Platonin, a cyanine photosensitizing dye, is a potent macrophage-activating agent and an immunomodulator. In this study, we compare the inhibitory effects of platonin with those of the three clinical drugs minocycline, clindamycin, and cyclosporin, on hypotension, tachycardia, and nitric oxide (NO) formation in a rat model of circulatory shock induced by Escherichia coli lipopolysaccharide (LPS). We also evaluate the effect of drugs on the 6 h survival rate in LPS-treated rats. Administration of LPS (15 mg/kg) caused a rapid drop in mean arterial blood pressure (MAP).
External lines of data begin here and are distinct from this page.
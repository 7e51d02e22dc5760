//! # rfiber - M:N fiber runtime
//!
//! Fibers are cheap user-space threads with their own stack, run by a
//! fixed set of OS worker threads.
//!
//! ## Features
//!
//! - **Scheduling groups**: workers are partitioned into groups; a fiber
//!   normally stays in the group that started it
//! - **Work stealing**: idle workers take fibers from their peers, and
//!   optionally from other groups
//! - **Fast context switch**: hand-written assembly for x86_64 and aarch64
//! - **Pooled stacks** with guard pages
//! - **Joinable fibers**: `join()` suspends only the calling fiber
//! - **Fiber-local storage**: `FiberLocal<T>` and `TrivialFiberLocal<T>`
//!
//! ## Quick Start
//!
//! ```ignore
//! use rfiber::{Runtime, SchedulerConfig, spawn, yield_now};
//!
//! fn main() {
//!     let runtime = Runtime::new(SchedulerConfig::default()).unwrap();
//!
//!     let sum = runtime.block_on(|| {
//!         let fibers: Vec<_> = (0..10u64)
//!             .map(|i| spawn(move || {
//!                 yield_now();
//!                 i * i
//!             }))
//!             .collect();
//!         fibers.into_iter().map(|f| f.join().unwrap()).sum::<u64>()
//!     });
//!     assert_eq!(sum.unwrap(), 285);
//! }
//! ```
//!
//! ## Architecture
//!
//! ```text
//! ┌─────────────────────────────────────────────────────────────┐
//! │                      User Code                              │
//! │      spawn(), Fiber::join(), yield_now(), FiberLocal        │
//! └─────────────────────────────────────────────────────────────┘
//!                              │
//!                              ▼
//! ┌─────────────────────────────────────────────────────────────┐
//! │                      Scheduler                              │
//! │       scheduling groups, work queues, overflow, parking     │
//! └─────────────────────────────────────────────────────────────┘
//!                              │
//!          ┌───────────────────┼───────────────────┐
//!          ▼                   ▼                   ▼
//!    ┌───────────┐      ┌───────────┐      ┌───────────┐
//!    │ Worker g0 │      │ Worker g0 │      │ Worker g1 │
//!    │  (master) │      │  (master) │      │  (master) │
//!    └───────────┘      └───────────┘      └───────────┘
//!          │                   │                   │
//!          └───────────────────┼───────────────────┘
//!                              ▼
//!    ┌─────────────────────────────────────────────────────────┐
//!    │                  Fiber stacks                           │
//!    │   mmap + guard page, control block at the top, pooled   │
//!    └─────────────────────────────────────────────────────────┘
//! ```

mod local;

use std::sync::Arc;

pub use local::{FiberLocal, TrivialFiberLocal};

// Re-export core types
pub use rfiber_core::{FiberError, FiberId, FiberResult, FiberState, Trivial};

// Re-export kprint macros for debug logging
pub use rfiber_core::kprint::{init as init_logging, set_flush_enabled, set_log_level, LogLevel};
pub use rfiber_core::{kdebug, kerror, kinfo, kprint, kprintln, ktrace, kwarn};

// Re-export env utilities
pub use rfiber_core::{env_get, env_get_bool, env_get_millis, env_get_opt};

// Re-export runtime types
pub use rfiber_runtime::{fiber_count, Launch, Scheduler, SchedulerConfig};

use rfiber_core::SpinLock;
use rfiber_runtime::{tls, ExitBarrier, FiberDesc};

/// A started scheduler and its workers
///
/// Dropping the runtime waits for every live fiber to finish, then joins
/// the workers.
pub struct Runtime {
    scheduler: Scheduler,
}

impl Runtime {
    /// Build the scheduler from `config` and start its workers
    pub fn new(config: SchedulerConfig) -> FiberResult<Self> {
        let scheduler = Scheduler::new(config)?;
        scheduler.start()?;
        Ok(Runtime { scheduler })
    }

    #[inline]
    pub fn scheduler(&self) -> &Scheduler {
        &self.scheduler
    }

    /// Spawn a fiber with default settings
    ///
    /// # Panics
    ///
    /// If the fiber cannot be created, e.g. after shutdown began or when
    /// its stack cannot be mapped. Use [`Builder::spawn_on`] to handle the
    /// error instead.
    pub fn spawn<F, T>(&self, f: F) -> Fiber<T>
    where
        F: FnOnce() -> T + Send + 'static,
        T: Send + 'static,
    {
        match Builder::new().spawn_on(self, f) {
            Ok(fiber) => fiber,
            Err(e) => panic!("failed to spawn fiber: {}", e),
        }
    }

    /// Run `f` in a fiber and block the calling thread until it returns
    pub fn block_on<F, T>(&self, f: F) -> FiberResult<T>
    where
        F: FnOnce() -> T + Send + 'static,
        T: Send + 'static,
    {
        Builder::new().spawn_on(self, f)?.join()
    }

    /// Wait for all fibers, then stop the workers
    ///
    /// Must not be called from a worker thread.
    pub fn shutdown(self) -> FiberResult<()> {
        self.scheduler.shutdown()
    }
}

impl std::fmt::Debug for Runtime {
    fn fmt(&self, f: &mut std::fmt::Formatter<'_>) -> std::fmt::Result {
        f.debug_struct("Runtime").field("scheduler", &self.scheduler).finish()
    }
}

/// Fiber factory with per-fiber settings
#[derive(Debug, Clone, Default)]
pub struct Builder {
    stack_size: Option<usize>,
    scheduling_group_local: bool,
    launch: Launch,
}

impl Builder {
    pub fn new() -> Self {
        Self::default()
    }

    /// Stack size in bytes; other sizes than the configured default are
    /// mapped fresh instead of taken from the pool
    pub fn stack_size(mut self, size: usize) -> Self {
        self.stack_size = Some(size);
        self
    }

    /// Keep the fiber off other groups' workers
    pub fn scheduling_group_local(mut self, local: bool) -> Self {
        self.scheduling_group_local = local;
        self
    }

    pub fn launch(mut self, launch: Launch) -> Self {
        self.launch = launch;
        self
    }

    /// Spawn into the calling fiber's scheduling group
    ///
    /// Fails with `NotInFiberContext` off the runtime's workers.
    pub fn spawn<F, T>(self, f: F) -> FiberResult<Fiber<T>>
    where
        F: FnOnce() -> T + Send + 'static,
        T: Send + 'static,
    {
        let group = tls::current_group().ok_or(FiberError::NotInFiberContext)?;
        let launch = self.launch;
        let (desc, handle) = self.prepare(f);
        let id = group.start_fiber(desc, launch)?;
        Ok(handle.started(id))
    }

    /// Spawn into `runtime`, from anywhere
    pub fn spawn_on<F, T>(self, runtime: &Runtime, f: F) -> FiberResult<Fiber<T>>
    where
        F: FnOnce() -> T + Send + 'static,
        T: Send + 'static,
    {
        let launch = self.launch;
        let (desc, handle) = self.prepare(f);
        let id = runtime.scheduler.start_fiber(desc, launch)?;
        Ok(handle.started(id))
    }

    fn prepare<F, T>(self, f: F) -> (FiberDesc, PendingFiber<T>)
    where
        F: FnOnce() -> T + Send + 'static,
        T: Send + 'static,
    {
        let barrier = Arc::new(ExitBarrier::new());
        let result = Arc::new(SpinLock::new(None));

        let slot = Arc::clone(&result);
        let mut desc = FiberDesc::new(move || {
            let value = f();
            *slot.lock() = Some(value);
        });
        desc.stack_size = self.stack_size;
        desc.scheduling_group_local = self.scheduling_group_local;
        desc.exit_barrier = Some(Arc::clone(&barrier));

        (desc, PendingFiber { barrier, result })
    }
}

struct PendingFiber<T> {
    barrier: Arc<ExitBarrier>,
    result: Arc<SpinLock<Option<T>>>,
}

impl<T> PendingFiber<T> {
    fn started(self, id: FiberId) -> Fiber<T> {
        Fiber {
            id,
            barrier: self.barrier,
            result: self.result,
        }
    }
}

/// Handle to a spawned fiber
///
/// Dropping the handle detaches the fiber; it keeps running.
#[must_use = "dropping a Fiber detaches it; call join() to wait for it"]
pub struct Fiber<T = ()> {
    id: FiberId,
    barrier: Arc<ExitBarrier>,
    result: Arc<SpinLock<Option<T>>>,
}

impl<T> Fiber<T> {
    #[inline]
    pub fn id(&self) -> FiberId {
        self.id
    }

    /// Whether the entry closure already returned (or panicked)
    pub fn is_finished(&self) -> bool {
        self.barrier.is_released()
    }

    /// Wait for the fiber and take its return value
    ///
    /// Inside a fiber only the caller is suspended; elsewhere the thread
    /// blocks. Returns `Err(Panicked)` if the entry closure panicked.
    pub fn join(self) -> FiberResult<T> {
        if self.barrier.wait() {
            return Err(FiberError::Panicked);
        }
        self.result.lock().take().ok_or(FiberError::Panicked)
    }

    /// Let the fiber run on its own
    pub fn detach(self) {}
}

impl<T> std::fmt::Debug for Fiber<T> {
    fn fmt(&self, f: &mut std::fmt::Formatter<'_>) -> std::fmt::Result {
        f.debug_struct("Fiber")
            .field("id", &self.id)
            .field("finished", &self.is_finished())
            .finish()
    }
}

/// Spawn a fiber into the calling fiber's scheduling group
///
/// # Panics
///
/// Outside the runtime's workers, or if the fiber cannot be created. Use
/// [`Runtime::spawn`] from plain threads.
pub fn spawn<F, T>(f: F) -> Fiber<T>
where
    F: FnOnce() -> T + Send + 'static,
    T: Send + 'static,
{
    match Builder::new().spawn(f) {
        Ok(fiber) => fiber,
        Err(e) => panic!("failed to spawn fiber: {}", e),
    }
}

/// Let other fibers run
///
/// The calling fiber goes back to the queue of the worker it runs on.
/// Outside a fiber this yields the OS thread.
pub fn yield_now() {
    match (tls::current_user_fiber(), tls::current_group()) {
        (Some(fiber), Some(group)) => group.yield_fiber(fiber),
        _ => std::thread::yield_now(),
    }
}

/// Id of the running fiber, `None` outside fibers
#[inline]
pub fn current_id() -> Option<FiberId> {
    tls::current_user_fiber().map(|f| f.id())
}

/// Check if currently executing within a fiber
#[inline]
pub fn is_in_fiber() -> bool {
    tls::is_in_fiber()
}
Minocycline (10 mg/kg, i.v.) significantly prevented the fall of MAP at 3 h, and platonin (100 microg/kg, i.v.) markedly prevented the fall of MAP within the 0-3 h period after LPS administration. However, neither clindamycin (10 mg/kg, i.v.) nor cyclosporin (15 mg/kg, i.v.) had any effects in this study. On the other hand, an inducible NO synthase inhibitor, NG-nitro-L-arginine ester (L-NAME), caused a significantly increase in MAP and a moderate bradycardia after LPS administration. In addition, an increase in plasma nitrate formation elicited by endotoxemia was significantly reduced by pretreatment with either minocycline (10 mg/kg) or platonin (100 microg/kg). However, only platonin (100 microg/kg) markedly reduced the mortality and prolonged the mean survival time in LPS-treated rats. Minocycline, clindamycin, and cyclosporin had no effects under the same conditions. Further studies using an electron spin resonance (ESR) method were conducted on the scavenging activity of platonin on the free radicals formed. Platonin (10 microm) greatly reduced the ESR signal intensity of superoxide anion, hydroxyl radical, and methyl radical formation. In conclusion, platonin has beneficial effects on ameliorating endotoxaemia. This protective effect of platonin may be mediated, at least partly, by the reduced drop in MAP and the inhibition of NO and free radical formation in rat models of endotoxemia.